Un altro attacco dei laziali al numero 22 romanista, dopo il coro “salta con noi” cantato dalla Curva Nord e i ripetuti insulti alla mamma del giocatore Francesca Costa. Domani si prevede un prepartita ad alta tensione. Duemila, tra poliziotti e carabinieri, saranno impiegati sul perimetro dell’Olimpico per mantenere l’ordine pubblico.

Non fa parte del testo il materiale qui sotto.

//! Delivery of finished exports
//!
//! A sink receives the complete byte payload once serialization has
//! succeeded, so a failed export never produces a file.

use crate::error::Result;
use std::io::Write;
use std::path::{Path, PathBuf};
use std::sync::Mutex;
use tempfile::NamedTempFile;

const FALLBACK_BASE_NAME: &str = "export";
const MAX_BASE_NAME_CHARS: usize = 120;

/// A finished export ready to hand to the user
#[derive(Debug, Clone, PartialEq)]
pub struct Download {
    pub base_name: String,
    pub extension: &'static str,
    pub mime: &'static str,
    pub bytes: Vec<u8>,
}

impl Download {
    pub fn new(base_name: &str, extension: &'static str, mime: &'static str, bytes: Vec<u8>) -> Self {
        Self {
            base_name: base_name.to_string(),
            extension,
            mime,
            bytes,
        }
    }

    /// `<sanitized base>.<extension>`
    pub fn file_name(&self) -> String {
        format!("{}.{}", sanitize_filename(&self.base_name), self.extension)
    }
}

pub trait DownloadSink: Send + Sync {
    /// Deliver the payload; returns where it ended up
    fn deliver(&self, download: &Download) -> Result<PathBuf>;
}

/// Writes into a directory, replacing any previous file of the same name
#[derive(Debug, Clone)]
pub struct DirectorySink {
    dir: PathBuf,
}

impl DirectorySink {
    pub fn new(dir: impl Into<PathBuf>) -> Self {
        Self { dir: dir.into() }
    }

    pub fn dir(&self) -> &Path {
        &self.dir
    }
}

impl DownloadSink for DirectorySink {
    fn deliver(&self, download: &Download) -> Result<PathBuf> {
        std::fs::create_dir_all(&self.dir)?;
        let target = self.dir.join(download.file_name());

        // Written next to the target, then renamed into place; dropping the
        // temp file on any error removes it.
        let mut tmp = NamedTempFile::new_in(&self.dir)?;
        tmp.write_all(&download.bytes)?;
        tmp.as_file().sync_all()?;
        tmp.persist(&target).map_err(|e| e.error)?;

        log::info!(
            "Export written to {} ({} bytes, {})",
            target.display(),
            download.bytes.len(),
            download.mime
        );
        Ok(target)
    }
}

/// Keeps deliveries in memory, for embedding callers that stream bytes themselves
#[derive(Debug, Default)]
pub struct MemorySink {
    deliveries: Mutex<Vec<Download>>,
}

impl MemorySink {
    pub fn new() -> Self {
        Self::default()
    }

    pub fn deliveries(&self) -> Vec<Download> {
        self.deliveries
            .lock()
            .unwrap_or_else(|e| e.into_inner())
            .clone()
    }
}

impl DownloadSink for MemorySink {
    fn deliver(&self, download: &Download) -> Result<PathBuf> {
        self.deliveries
            .lock()
            .unwrap_or_else(|e| e.into_inner())
            .push(download.clone());
        Ok(PathBuf::from(download.file_name()))
    }
}

/// Sanitize a base name to be safe for filesystem operations
pub fn sanitize_filename(filename: &str) -> String {
    let sanitized: String = filename
        .trim()
        .chars()
        .map(|c| if c.is_whitespace() { '_' } else { c })
        .filter(|c| c.is_alphanumeric() || *c == '-' || *c == '_' || *c == '.')
        .take(MAX_BASE_NAME_CHARS)
        .collect();
    let sanitized = sanitized.trim_end_matches('.');

    // Ensure it doesn't start with a dot (hidden file)
    let sanitized = if sanitized.starts_with('.') {
        format!("_{}", sanitized.trim_start_matches('.'))
    } else {
        sanitized.to_string()
    };

    if sanitized.chars().all(|c| c == '_' || c == '.') {
        FALLBACK_BASE_NAME.to_string()
    } else {
        sanitized
    }
}

#[cfg(test)]
mod tests {
    use super::*;
    use crate::error::ExportError;

    #[test]
    fn test_sanitize_filename() {
        assert_eq!(sanitize_filename("Rapport patrimonial 2024"), "Rapport_patrimonial_2024");
        assert_eq!(sanitize_filename("../../etc/passwd"), "_etcpasswd");
        assert_eq!(sanitize_filename(".hidden"), "_hidden");
        assert_eq!(sanitize_filename("bilan<>:\"|?*"), "bilan");
        assert_eq!(sanitize_filename("Synthèse"), "Synthèse");
        assert_eq!(sanitize_filename("   "), "export");
        assert_eq!(sanitize_filename("///"), "export");
    }

    #[test]
    fn test_directory_sink_writes_file() {
        let dir = tempfile::tempdir().unwrap();
        let sink = DirectorySink::new(dir.path());
        let download = Download::new("bilan 2024", "csv", "text/csv;charset=utf-8;", b"a,b\r\n".to_vec());

        let path = sink.deliver(&download).unwrap();
        assert_eq!(path, dir.path().join("bilan_2024.csv"));
        assert_eq!(std::fs::read(&path).unwrap(), b"a,b\r\n");
        assert_eq!(std::fs::read_dir(dir.path()).unwrap().count(), 1);
    }

    #[test]
    fn test_failed_delivery_leaves_no_file() {
        let dir = tempfile::tempdir().unwrap();
        // A directory in the way makes the final rename fail
        std::fs::create_dir(dir.path().join("rapport.pdf")).unwrap();
        std::fs::write(dir.path().join("rapport.pdf").join("keep"), b"x").unwrap();

        let sink = DirectorySink::new(dir.path());
        let err = sink
            .deliver(&Download::new("rapport", "pdf", "application/pdf", vec![1, 2, 3]))
            .unwrap_err();
        assert!(matches!(err, ExportError::Io(_)));

        let names: Vec<_> = std::fs::read_dir(dir.path())
            .unwrap()
            .map(|e| e.unwrap().file_name().to_string_lossy().into_owned())
            .collect();
        assert_eq!(names, ["rapport.pdf"]);
    }

    #[test]
    fn test_memory_sink() {
        let sink = MemorySink::new();
        let path = sink
            .deliver(&Download::new("x", "pdf", "application/pdf", vec![0]))
            .unwrap();
        assert_eq!(path, PathBuf::from("x.pdf"));
        assert_eq!(sink.deliveries().len(), 1);
    }
}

In mattinata poi è arrivata la replica via social della figlia di Francesco Rocca, Chiara:

“Vi sentite meglio adesso? Vi sentite più forti, più grandi, più intelligenti? Buon per voi. A me fate schifo invece. E mi fate schifo non in quanto laziali ma in quanto esseri umani, individui con cui purtroppo condivido l’appartenenza alla specie. Non si tratta di Roma e Lazio, quello che è stato scritto stanotte fuori Trigoria va ben oltre. È la prova senza eguali di quanto sia malata la società di oggi che riesce a trasformare anche un gioco bello come il calcio, per cui qualcuno ha dato la vita, in un luogo malato, dove non esiste solidarietà, umanità ma soltanto violenza. Probabilmente chi ha scritto una cosa del genere non ha idea del calvario legato a un infortunio, non ha idea di quello che ha passato mio padre, portandosi dietro gli strascichi per sempre e di quello che, mi auguro in maniera inferiore, sta passando Nicolò Zaniolo. Prendersela con chi, per cause esterne, si è ritrovato in passato e con chi si ritrova oggi in una situazione di difficoltà fisica è un gesto da vigliacchi. Un infortunio subito da giovanissimi, come è accaduto a mio padre e a Nicolò Zaniolo, è un segno indelebile su cui nessuno si deve azzardare a mettere bocca. Nicolò Zaniolo si riprenderà, noi tutti, mio padre in primis essendoci passato, glielo auguriamo con tutto il cuore e gli siamo vicini. Mio padre, dal canto suo, è una persona meravigliosa, un guerriero che voi non avete neanche idea, pure se “zoppo” come lo definite voi. Quindi concludo dicendo sciacquatevi la bocca e vergognatevi da adesso all’eternità”.